• Requirement:
All that is needed is the listing, given back exactly.
:::
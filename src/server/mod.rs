//! The HTTP front end: shared state, error mapping, CORS, and the route
//! table. The app is built from an `AppState` created once at startup.

use crate::config::Settings;
use crate::render::Typeface;
use crate::source::Role;
use actix_cors::Cors;
use actix_multipart::MultipartError;
use actix_web::http::header::ContentType;
use actix_web::http::StatusCode;
use actix_web::{web, HttpResponse};
use anyhow::Result;
use std::fmt::Debug;
use thiserror::Error;
use tracing::error;

pub mod protocol;
pub mod routes;

/// Everything a request handler needs. Immutable once built.
pub struct AppState {
    pub settings: Settings,
    /// Client for `*_url` fetches, with the configured timeout
    pub client: reqwest::Client,
    pub typeface: Typeface,
}

impl Debug for AppState {
    fn fmt(&self, f: &mut std::fmt::Formatter<'_>) -> std::fmt::Result {
        f.debug_struct("AppState")
            .field("settings", &self.settings)
            .field("typeface", &self.typeface)
            .finish()
    }
}

impl AppState {
    pub fn new(settings: Settings) -> Result<Self> {
        let client = reqwest::Client::builder()
            .timeout(settings.fetch.timeout())
            .build()?;
        let typeface = Typeface::discover(
            settings.render.font_paths.as_slice(),
            settings.render.font_size,
        );

        Ok(AppState {
            settings,
            client,
            typeface,
        })
    }
}

#[derive(Debug, Error)]
pub enum WebError {
    /// The caller sent something unusable; reported back verbatim
    #[error("{0}")]
    InvalidRequest(String),

    #[error("{0}")]
    Internal(#[from] anyhow::Error),
}

impl WebError {
    /// Neither the upload nor the URL field was given for `role`
    pub fn missing(role: Role) -> Self {
        WebError::InvalidRequest(format!(
            "{} or {} required",
            role.upload_field(),
            role.url_field()
        ))
    }
}

impl actix_web::error::ResponseError for WebError {
    fn error_response(&self) -> HttpResponse {
        if let WebError::Internal(err) = self {
            error!("request failed: {err:?}");
        }

        HttpResponse::build(self.status_code())
            .insert_header(ContentType::json())
            .json(protocol::ErrorBody {
                detail: self.to_string(),
            })
    }

    fn status_code(&self) -> StatusCode {
        match self {
            WebError::InvalidRequest(_) => StatusCode::BAD_REQUEST,
            WebError::Internal(_) => StatusCode::INTERNAL_SERVER_ERROR,
        }
    }
}

impl From<MultipartError> for WebError {
    fn from(err: MultipartError) -> Self {
        WebError::InvalidRequest(err.to_string())
    }
}

/// Any origin, method and header
pub fn cors() -> Cors {
    Cors::default()
        .allow_any_origin()
        .allow_any_method()
        .allow_any_header()
        .max_age(3600)
}

/// Register every route. Shared by `main` and the tests.
pub fn configure(cfg: &mut web::ServiceConfig) {
    cfg.service(routes::root)
        .service(routes::health)
        .service(routes::vton_idm)
        .default_service(web::route().to(routes::not_found));
}
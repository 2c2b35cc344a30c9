use clap::Subcommand;
use serde_json::json;

use super::target_user;
use crate::cli::{utils, OutputFormat};
use crate::models::{ChangePasswordRequest, ProfileUpdate};
use crate::services::ServiceFactory;
use crate::types::Role;

#[derive(Subcommand)]
pub enum UserCommands {
    #[command(about = "Show a profile")]
    Show {
        #[arg(help = "User id (defaults to the logged-in user)")]
        id: Option<i32>,
    },

    #[command(about = "Change name or (admins only) role")]
    Update {
        #[arg(help = "User id (defaults to the logged-in user)")]
        id: Option<i32>,
        #[arg(long)]
        name: Option<String>,
        #[arg(long, help = "user or admin")]
        role: Option<Role>,
    },

    #[command(about = "Change a password")]
    Password {
        #[arg(help = "User id (defaults to the logged-in user)")]
        id: Option<i32>,
        #[arg(long)]
        current: String,
        #[arg(long)]
        new: String,
    },
}

pub async fn handle(cmd: UserCommands, factory: &ServiceFactory, output_format: OutputFormat) -> anyhow::Result<()> {
    let users = factory.user_service();

    match cmd {
        UserCommands::Show { id } => {
            let profile = users.get_user_profile(target_user(factory, id)?).await?;
            utils::output_profile(&output_format, &profile)
        }
        UserCommands::Update { id, name, role } => {
            let update = ProfileUpdate { full_name: name, role };
            let profile = users.update_user_profile(target_user(factory, id)?, &update).await?;
            utils::output_success(
                &output_format,
                &format!("Updated profile of user {}", profile.id),
                Some(json!({ "profile": profile })),
            )
        }
        UserCommands::Password { id, current, new } => {
            let user_id = target_user(factory, id)?;
            let request = ChangePasswordRequest {
                current_password: current,
                new_password: new,
            };
            users.change_password(user_id, &request).await?;
            utils::output_success(&output_format, &format!("Password changed for user {}", user_id), None)
        }
    }
}
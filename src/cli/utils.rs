use serde::Serialize;
use serde_json::{json, Value};

use crate::cli::OutputFormat;
use crate::models::{Profile, SubscribedTender, Tender};

pub fn print_json<T: Serialize + ?Sized>(value: &T) -> anyhow::Result<()> {
    println!("{}", serde_json::to_string_pretty(value)?);
    Ok(())
}

/// Output a success message in the appropriate format
pub fn output_success(output_format: &OutputFormat, message: &str, data: Option<Value>) -> anyhow::Result<()> {
    match output_format {
        OutputFormat::Json => {
            let mut response = json!({
                "success": true,
                "message": message
            });
            if let (Some(Value::Object(extra)), Some(target)) = (data, response.as_object_mut()) {
                target.extend(extra);
            }
            print_json(&response)
        }
        OutputFormat::Text => {
            println!("✓ {}", message);
            Ok(())
        }
    }
}

/// Output an error message in the appropriate format
pub fn output_error(output_format: &OutputFormat, message: &str, error_code: Option<&str>) -> anyhow::Result<()> {
    match output_format {
        OutputFormat::Json => {
            let mut response = json!({
                "success": false,
                "error": message
            });
            if let Some(code) = error_code {
                response["error_code"] = json!(code);
            }
            print_json(&response)
        }
        OutputFormat::Text => {
            eprintln!("Error: {}", message);
            Ok(())
        }
    }
}

pub fn tender_line(tender: &Tender) -> String {
    format!(
        "#{:<4} {:<10} {:>15.2}  due {}  {} | {}",
        tender.id, tender.status.as_str(), tender.budget, tender.deadline, tender.title, tender.category
    )
}

pub fn output_tenders(output_format: &OutputFormat, tenders: &[Tender]) -> anyhow::Result<()> {
    match output_format {
        OutputFormat::Json => print_json(tenders),
        OutputFormat::Text => {
            if tenders.is_empty() {
                println!("No tenders found");
            }
            for tender in tenders {
                println!("{}", tender_line(tender));
            }
            Ok(())
        }
    }
}

pub fn output_tender(output_format: &OutputFormat, tender: &Tender) -> anyhow::Result<()> {
    match output_format {
        OutputFormat::Json => print_json(tender),
        OutputFormat::Text => {
            println!("{}", tender_line(tender));
            println!("  {}", tender.description);
            println!("  {} - {}", tender.company, tender.location);
            println!("  contact: {}", tender.contact);
            for requirement in &tender.requirements {
                println!("  - {}", requirement);
            }
            Ok(())
        }
    }
}

pub fn output_subscriptions(output_format: &OutputFormat, entries: &[SubscribedTender]) -> anyhow::Result<()> {
    match output_format {
        OutputFormat::Json => print_json(entries),
        OutputFormat::Text => {
            if entries.is_empty() {
                println!("No subscriptions");
            }
            for entry in entries {
                match &entry.tender {
                    Some(tender) => println!("{}", tender_line(tender)),
                    None => println!("#{:<4} (tender removed)", entry.subscription.tender_id),
                }
            }
            Ok(())
        }
    }
}

pub fn output_profile(output_format: &OutputFormat, profile: &Profile) -> anyhow::Result<()> {
    match output_format {
        OutputFormat::Json => print_json(profile),
        OutputFormat::Text => {
            println!("{} <{}> [{}] id={}", profile.full_name, profile.email, profile.role, profile.id);
            Ok(())
        }
    }
}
:::
• Expected answer:
filename src/server/mod.rs
//! The HTTP front end: shared state, error mapping, CORS, and the route
//! table. The app is built from an `AppState` created once at startup.

use crate::config::Settings;
use crate::render::Typeface;
use crate::source::Role;
use actix_cors::Cors;
use actix_multipart::MultipartError;
use actix_web::http::header::ContentType;
use actix_web::http::StatusCode;
use actix_web::{web, HttpResponse};
use anyhow::Result;
use std::fmt::Debug;
use thiserror::Error;
use tracing::error;

pub mod protocol;
pub mod routes;

/// Everything a request handler needs. Immutable once built.
pub struct AppState {
    pub settings: Settings,
    /// Client for `*_url` fetches, with the configured timeout
    pub client: reqwest::Client,
    pub typeface: Typeface,
}

impl Debug for AppState {
    fn fmt(&self, f: &mut std::fmt::Formatter<'_>) -> std::fmt::Result {
        f.debug_struct("AppState")
            .field("settings", &self.settings)
            .field("typeface", &self.typeface)
            .finish()
    }
}

impl AppState {
    pub fn new(settings: Settings) -> Result<Self> {
        let client = reqwest::Client::builder()
            .timeout(settings.fetch.timeout())
            .build()?;
        let typeface = Typeface::discover(
            settings.render.font_paths.as_slice(),
            settings.render.font_size,
        );

        Ok(AppState {
            settings,
            client,
            typeface,
        })
    }
}

#[derive(Debug, Error)]
pub enum WebError {
    /// The caller sent something unusable; reported back verbatim
    #[error("{0}")]
    InvalidRequest(String),

    #[error("{0}")]
    Internal(#[from] anyhow::Error),
}

impl WebError {
    /// Neither the upload nor the URL field was given for `role`
    pub fn missing(role: Role) -> Self {
        WebError::InvalidRequest(format!(
            "{} or {} required",
            role.upload_field(),
            role.url_field()
        ))
    }
}

impl actix_web::error::ResponseError for WebError {
    fn error_response(&self) -> HttpResponse {
        if let WebError::Internal(err) = self {
            error!("request failed: {err:?}");
        }

        HttpResponse::build(self.status_code())
            .insert_header(ContentType::json())
            .json(protocol::ErrorBody {
                detail: self.to_string(),
            })
    }

    fn status_code(&self) -> StatusCode {
        match self {
            WebError::InvalidRequest(_) => StatusCode::BAD_REQUEST,
            WebError::Internal(_) => StatusCode::INTERNAL_SERVER_ERROR,
        }
    }
}

impl From<MultipartError> for WebError {
    fn from(err: MultipartError) -> Self {
        WebError::InvalidRequest(err.to_string())
    }
}

/// Any origin, method and header
pub fn cors() -> Cors {
    Cors::default()
        .allow_any_origin()
        .allow_any_method()
        .allow_any_header()
        .max_age(3600)
}

/// Register every route. Shared by `main` and the tests.
pub fn configure(cfg: &mut web::ServiceConfig) {
    cfg.service(routes::root)
        .service(routes::health)
        .service(routes::vton_idm)
        .default_service(web::route().to(routes::not_found));
}
repository 2c2b35cc344a30c9
use clap::Subcommand;
use serde_json::json;

use super::target_user;
use crate::cli::{utils, OutputFormat};
use crate::models::{ChangePasswordRequest, ProfileUpdate};
use crate::services::ServiceFactory;
use crate::types::Role;

#[derive(Subcommand)]
pub enum UserCommands {
    #[command(about = "Show a profile")]
    Show {
        #[arg(help = "User id (defaults to the logged-in user)")]
        id: Option<i32>,
    },

    #[command(about = "Change name or (admins only) role")]
    Update {
        #[arg(help = "User id (defaults to the logged-in user)")]
        id: Option<i32>,
        #[arg(long)]
        name: Option<String>,
        #[arg(long, help = "user or admin")]
        role: Option<Role>,
    },

    #[command(about = "Change a password")]
    Password {
        #[arg(help = "User id (defaults to the logged-in user)")]
        id: Option<i32>,
        #[arg(long)]
        current: String,
        #[arg(long)]
        new: String,
    },
}

pub async fn handle(cmd: UserCommands, factory: &ServiceFactory, output_format: OutputFormat) -> anyhow::Result<()> {
    let users = factory.user_service();

    match cmd {
        UserCommands::Show { id } => {
            let profile = users.get_user_profile(target_user(factory, id)?).await?;
            utils::output_profile(&output_format, &profile)
        }
        UserCommands::Update { id, name, role } => {
            let update = ProfileUpdate { full_name: name, role };
            let profile = users.update_user_profile(target_user(factory, id)?, &update).await?;
            utils::output_success(
                &output_format,
                &format!("Updated profile of user {}", profile.id),
                Some(json!({ "profile": profile })),
            )
        }
        UserCommands::Password { id, current, new } => {
            let user_id = target_user(factory, id)?;
            let request = ChangePasswordRequest {
                current_password: current,
                new_password: new,
            };
            users.change_password(user_id, &request).await?;
            utils::output_success(&output_format, &format!("Password changed for user {}", user_id), None)
        }
    }
}
filename src/cli/utils.rs
use serde::Serialize;
use serde_json::{json, Value};

use crate::cli::OutputFormat;
use crate::models::{Profile, SubscribedTender, Tender};

pub fn print_json<T: Serialize + ?Sized>(value: &T) -> anyhow::Result<()> {
    println!("{}", serde_json::to_string_pretty(value)?);
    Ok(())
}

/// Output a success message in the appropriate format
pub fn output_success(output_format: &OutputFormat, message: &str, data: Option<Value>) -> anyhow::Result<()> {
    match output_format {
        OutputFormat::Json => {
            let mut response = json!({
                "success": true,
                "message": message
            });
            if let (Some(Value::Object(extra)), Some(target)) = (data, response.as_object_mut()) {
                target.extend(extra);
            }
            print_json(&response)
        }
        OutputFormat::Text => {
            println!("✓ {}", message);
            Ok(())
        }
    }
}

/// Output an error message in the appropriate format
pub fn output_error(output_format: &OutputFormat, message: &str, error_code: Option<&str>) -> anyhow::Result<()> {
    match output_format {
        OutputFormat::Json => {
            let mut response = json!({
                "success": false,
                "error": message
            });
            if let Some(code) = error_code {
                response["error_code"] = json!(code);
            }
            print_json(&response)
        }
        OutputFormat::Text => {
            eprintln!("Error: {}", message);
            Ok(())
        }
    }
}

pub fn tender_line(tender: &Tender) -> String {
    format!(
        "#{:<4} {:<10} {:>15.2}  due {}  {} | {}",
        tender.id, tender.status.as_str(), tender.budget, tender.deadline, tender.title, tender.category
    )
}

pub fn output_tenders(output_format: &OutputFormat, tenders: &[Tender]) -> anyhow::Result<()> {
    match output_format {
        OutputFormat::Json => print_json(tenders),
        OutputFormat::Text => {
            if tenders.is_empty() {
                println!("No tenders found");
            }
            for tender in tenders {
                println!("{}", tender_line(tender));
            }
            Ok(())
        }
    }
}

pub fn output_tender(output_format: &OutputFormat, tender: &Tender) -> anyhow::Result<()> {
    match output_format {
        OutputFormat::Json => print_json(tender),
        OutputFormat::Text => {
            println!("{}", tender_line(tender));
            println!("  {}", tender.description);
            println!("  {} - {}", tender.company, tender.location);
            println!("  contact: {}", tender.contact);
            for requirement in &tender.requirements {
                println!("  - {}", requirement);
            }
            Ok(())
        }
    }
}

pub fn output_subscriptions(output_format: &OutputFormat, entries: &[SubscribedTender]) -> anyhow::Result<()> {
    match output_format {
        OutputFormat::Json => print_json(entries),
        OutputFormat::Text => {
            if entries.is_empty() {
                println!("No subscriptions");
            }
            for entry in entries {
                match &entry.tender {
                    Some(tender) => println!("{}", tender_line(tender)),
                    None => println!("#{:<4} (tender removed)", entry.subscription.tender_id),
                }
            }
            Ok(())
        }
    }
}

pub fn output_profile(output_format: &OutputFormat, profile: &Profile) -> anyhow::Result<()> {
    match output_format {
        OutputFormat::Json => print_json(profile),
        OutputFormat::Text => {
            println!("{} <{}> [{}] id={}", profile.full_name, profile.email, profile.role, profile.id);
            Ok(())
        }
    }
}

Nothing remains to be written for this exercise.